Belgium's Monkeypox "Quarantine": Historical Reaction Or Hysterical Overreaction?
It Depends On Which Meaning Of "Quarantine" You Use
Shout out to Sage Hana for calling attention to the power of words and the meanings we attach to them. It is through altered meanings that propagandists subtly shift the goalposts on just about any topic imaginable.
Yet we should be mindful also that altered meanings are not limited to just the vocabulary of COVID-19 or the Pandemic Panic Narrative. As the world grapples with a global outbreak of monkeypox, how certain words get used by the corporate media in covering the outbreak can have profound effect on the perception of the disease as well as on public health measures being introduced to mitigate the spread of the disease.
We are seeing this play out in real time with social media reactions to Belgium’s recent enacting of a compulsory 21-day "quarantine" for people infected with monkeypox.
Belgium’s compulsory measures apply only to patients with a confirmed infection. Close contacts are not required to self-isolate but are encouraged to remain vigilant, especially if in contact with vulnerable people.
“Infected persons will have to go into contact isolation until the injuries have healed (they will receive concrete instructions about this from the treating doctor),” a version of the government announcement translated from Dutch said.
The reactions to the announcement on Twitter have been eminently predictable, with numerous social media luminaries voicing their disapproval as well as fears for what Belgium’s measure signifies for the future.
Left-leaning libertarian commentator Tim Poole sees the measure as a foreshadowing of new lockdowns:
Swedish journalist Peter Imanuelson sees a repeat of 2020 beginning to unfold:
Podcaster Eric Matheny called on people to resist such measures should they happen again here in the US:
After the disastrous fiasco of the lunatic lockdowns against COVID-19 in 2020 and 2021, such reactions are hardly surprising. The lockdown strategy against COVID has failed everywhere it has been tried, and we are well advised to look askance at attempts to try it again.
However, we should also look closely at the measure being implemented in Belgium, to be sure such reactions are appropriate.

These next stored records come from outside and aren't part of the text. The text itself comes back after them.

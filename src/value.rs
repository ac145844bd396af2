//! Scalar and array values carried by filters and bind parameters.
//!
//! The load-options grammar is untyped on the wire: a filter leaf may compare
//! against a string, a number, a date, or (for membership tests) a list of
//! any of those. `Value` is the tagged-union form of that grammar. JSON input
//! never produces the date variants (JSON has no date type); those are
//! constructed programmatically by callers that assemble filters in code.

use chrono::{NaiveDate, NaiveDateTime};
use serde::{Deserialize, Serialize};

/// A filter or bind-parameter value.
///
/// The untagged representation mirrors the JSON wire shape, so
/// `serde_json::from_value` turns a raw nested-array filter directly into a
/// `Value` tree.
#[derive(Debug, Clone, PartialEq, Serialize, Deserialize)]
#[serde(untagged)]
pub enum Value {
    Null,
    Bool(bool),
    Int(i64),
    Float(f64),
    Str(String),
    /// Calendar date. Programmatic construction only; renders as a typed
    /// `DATE` literal when inlined.
    Date(NaiveDate),
    /// Date with time-of-day. Programmatic construction only; renders as a
    /// typed `TIMESTAMP` literal when inlined.
    Timestamp(NaiveDateTime),
    List(Vec<Value>),
}

impl Value {
    /// Borrow the string payload, if this is a string value.
    pub fn as_str(&self) -> Option<&str> {
        match self {
            Value::Str(s) => Some(s),
            _ => None,
        }
    }

    /// Borrow the list payload, if this is a list value.
    pub fn as_list(&self) -> Option<&[Value]> {
        match self {
            Value::List(items) => Some(items),
            _ => None,
        }
    }
}

impl From<&str> for Value {
    fn from(s: &str) -> Self {
        Value::Str(s.to_string())
    }
}

impl From<String> for Value {
    fn from(s: String) -> Self {
        Value::Str(s)
    }
}

impl From<i64> for Value {
    fn from(n: i64) -> Self {
        Value::Int(n)
    }
}

impl From<i32> for Value {
    fn from(n: i32) -> Self {
        Value::Int(n as i64)
    }
}

impl From<f64> for Value {
    fn from(n: f64) -> Self {
        Value::Float(n)
    }
}

impl From<bool> for Value {
    fn from(b: bool) -> Self {
        Value::Bool(b)
    }
}

impl From<NaiveDate> for Value {
    fn from(d: NaiveDate) -> Self {
        Value::Date(d)
    }
}

impl From<NaiveDateTime> for Value {
    fn from(dt: NaiveDateTime) -> Self {
        Value::Timestamp(dt)
    }
}

impl<T: Into<Value>> From<Vec<T>> for Value {
    fn from(items: Vec<T>) -> Self {
        Value::List(items.into_iter().map(Into::into).collect())
    }
}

The Belgium Monkeypox Measures: What Is Really Required
The Belgium measure is simple and straightforward: if you have symptoms of possible monkeypox, see a doctor and get tested. While waiting on the test results, avoid close contact with others, and especially avoid sexual contact.
If a person develops a suspicious skin rash, the advice at this point is to contact an emergency department for sampling as soon as possible, who may refer the person to a hospital with more expertise, among others. As long as monkeypox has not been ruled out or until the infection has cleared, close contact with others should be avoided and no sexual contact is recommended.
If the test results come back positive, isolation for 21 days is required, under medical supervision.
Infected persons will have to go into contact isolation until the injuries have healed (they will receive concrete instructions about this from the treating doctor). High-risk contacts such as housemates and sexual partners are asked to self-monitor for symptoms for 21 days, taking into account the incubation period, and must not be quarantined. Contacts with pregnant women, children and immune-weakened persons are best avoided during that period.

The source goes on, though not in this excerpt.